### TASK STATEMENT:
The required answer is every line of the data containing the word "contains".
Top of DATA UNDER STUDY
//! Permission node string parsing
//!
//! A node string is a dot-separated path. The terminal segment decides the
//! node flavour:
//! - `towny.chat.*` (wildcard, non-leaf, grants every descendant)
//! - `towny.chat.town` (plain leaf)
//! - `towny.wild.build.<x>` (leaf carrying a payload)

use crate::error::{AuthzError, Result};

/// Node string of the implicit tree root
pub const ROOT_NODE: &str = "*";

/// Terminal segment of a payload leaf
pub const PAYLOAD_SEGMENT: &str = "<x>";

const SEPARATOR: char = '.';
const WILDCARD: &str = "*";

/// Parsed registration request for a single node
#[derive(Debug, Clone, PartialEq, Eq)]
pub struct NodeSpec {
    /// Full node id, e.g. `towny.chat.*`
    pub id: String,
    /// Segments leading from the root to the parent wildcard
    pub parent_path: Vec<String>,
    /// Name of this node below its parent (`chat`, `town`, `<x>`)
    pub key: String,
    /// Whether the node is a leaf
    pub is_leaf: bool,
    /// Whether the node requires a payload
    pub has_payload: bool,
}

impl NodeSpec {
    /// Parses a node string for registration
    ///
    /// # Errors
    ///
    /// Returns [`AuthzError::InvalidNode`] for empty strings or segments,
    /// wildcards or payload placeholders anywhere but in the last segment,
    /// and payload placeholders other than `<x>`.
    pub fn parse(node: &str) -> Result<Self> {
        let invalid = |reason: &str| AuthzError::InvalidNode {
            node: node.to_string(),
            reason: reason.to_string(),
        };

        if node.is_empty() {
            return Err(invalid("node cannot be empty"));
        }
        if node == ROOT_NODE {
            return Err(AuthzError::DuplicateNode {
                node: node.to_string(),
            });
        }

        let segments: Vec<&str> = node.split(SEPARATOR).collect();
        let (last, body) = match segments.split_last() {
            Some(split) => split,
            None => return Err(invalid("node cannot be empty")),
        };

        for segment in body {
            validate_literal(segment).map_err(|reason| invalid(&reason))?;
        }

        let spec = match *last {
            WILDCARD => {
                let (key, parent_path) = match body.split_last() {
                    Some(split) => split,
                    None => return Err(invalid("a wildcard needs at least one named segment")),
                };
                Self {
                    id: node.to_string(),
                    parent_path: to_owned(parent_path),
                    key: key.to_string(),
                    is_leaf: false,
                    has_payload: false,
                }
            }
            PAYLOAD_SEGMENT => Self {
                id: node.to_string(),
                parent_path: to_owned(body),
                key: PAYLOAD_SEGMENT.to_string(),
                is_leaf: true,
                has_payload: true,
            },
            segment if segment.starts_with('<') && segment.ends_with('>') => {
                return Err(invalid("payload placeholders must be written as `<x>`"));
            }
            segment => {
                validate_literal(segment).map_err(|reason| invalid(&reason))?;
                Self {
                    id: node.to_string(),
                    parent_path: to_owned(body),
                    key: segment.to_string(),
                    is_leaf: true,
                    has_payload: false,
                }
            }
        };

        Ok(spec)
    }

    /// Node id of the wildcard this node hangs below
    pub fn parent_id(&self) -> String {
        wildcard_id(&self.parent_path)
    }
}

/// Node id of the wildcard for a segment path (`[]` is the root)
pub fn wildcard_id(path: &[String]) -> String {
    if path.is_empty() {
        ROOT_NODE.to_string()
    } else {
        format!("{}{}{}", path.join("."), SEPARATOR, WILDCARD)
    }
}

/// Splits a possibly payload-bearing node string
///
/// `towny.wild.build.<dirt>` becomes (`towny.wild.build.<x>`, `Some("dirt")`).
/// Node segments never contain `<`, so the first `<` opening the terminal
/// segment starts the payload, which may itself contain dots.
pub fn split_payload(node: &str) -> (String, Option<String>) {
    if node.ends_with('>') {
        if let Some(pos) = node.find('<') {
            let at_segment_start = pos == 0 || node[..pos].ends_with(SEPARATOR);
            if at_segment_start && pos + 1 < node.len() {
                let payload = &node[pos + 1..node.len() - 1];
                return (
                    format!("{}{}", &node[..pos], PAYLOAD_SEGMENT),
                    Some(payload.to_string()),
                );
            }
        }
    }
    (node.to_string(), None)
}

/// Joins a payload leaf id with a concrete payload
pub fn embed_payload(node: &str, payload: &str) -> String {
    match node.strip_suffix(PAYLOAD_SEGMENT) {
        Some(prefix) => format!("{}<{}>", prefix, payload),
        None => node.to_string(),
    }
}

fn validate_literal(segment: &str) -> std::result::Result<(), String> {
    if segment.is_empty() {
        return Err("node segments cannot be empty".to_string());
    }
    if segment == WILDCARD {
        return Err("a wildcard can only appear as the last segment".to_string());
    }
    if segment == PAYLOAD_SEGMENT {
        return Err("a payload placeholder can only appear as the last segment".to_string());
    }
    if segment.contains(['*', '<', '>']) {
        return Err(format!("segment `{}` contains a reserved character", segment));
    }
    Ok(())
}

fn to_owned(segments: &[&str]) -> Vec<String> {
    segments.iter().map(|s| s.to_string()).collect()
}

#[cfg(test)]
mod tests {
    use super::*;

    #[test]
    fn test_parse_wildcard() {
        let spec = NodeSpec::parse("towny.chat.*").unwrap();
        assert_eq!(spec.key, "chat");
        assert_eq!(spec.parent_path, vec!["towny".to_string()]);
        assert_eq!(spec.parent_id(), "towny.*");
        assert!(!spec.is_leaf);
        assert!(!spec.has_payload);
    }

    #[test]
    fn test_parse_top_level_wildcard() {
        let spec = NodeSpec::parse("towny.*").unwrap();
        assert_eq!(spec.key, "towny");
        assert!(spec.parent_path.is_empty());
        assert_eq!(spec.parent_id(), ROOT_NODE);
    }

    #[test]
    fn test_parse_leaf_and_payload() {
        let leaf = NodeSpec::parse("towny.chat.town").unwrap();
        assert!(leaf.is_leaf && !leaf.has_payload);
        assert_eq!(leaf.parent_id(), "towny.chat.*");

        let payload = NodeSpec::parse("towny.wild.build.<x>").unwrap();
        assert!(payload.is_leaf && payload.has_payload);
        assert_eq!(payload.key, PAYLOAD_SEGMENT);
        assert_eq!(payload.parent_id(), "towny.wild.build.*");
    }

    #[test]
    fn test_parse_rejects_malformed() {
        for bad in ["", "a..b", "*.a", "a.*.b", "a.<x>.b", "a.<y>", "a.b*", ".a"] {
            let result = NodeSpec::parse(bad);
            assert!(
                matches!(result, Err(AuthzError::InvalidNode { .. })),
                "expected `{}` to be rejected, got {:?}",
                bad,
                result
            );
        }
    }

    #[test]
    fn test_parse_root_is_duplicate() {
        assert!(matches!(
            NodeSpec::parse("*"),
            Err(AuthzError::DuplicateNode { .. })
        ));
    }

    #[test]
    fn test_split_payload() {
        assert_eq!(
            split_payload("towny.wild.build.<dirt>"),
            ("towny.wild.build.<x>".to_string(), Some("dirt".to_string()))
        );
        assert_eq!(
            split_payload("a.<v1.2>"),
            ("a.<x>".to_string(), Some("v1.2".to_string()))
        );
        assert_eq!(split_payload("towny.chat.town"), ("towny.chat.town".to_string(), None));
        assert_eq!(split_payload("a.*"), ("a.*".to_string(), None));
    }

    #[test]
    fn test_embed_payload() {
        assert_eq!(embed_payload("towny.wild.build.<x>", "gold"), "towny.wild.build.<gold>");
        assert_eq!(embed_payload("towny.chat.town", "gold"), "towny.chat.town");
    }
}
Bottom of DATA UNDER STUDY
### FINISHED TASK:
    if segment.contains(['*', '<', '>']) {
        return Err(format!("segment `{}` contains a reserved character", segment));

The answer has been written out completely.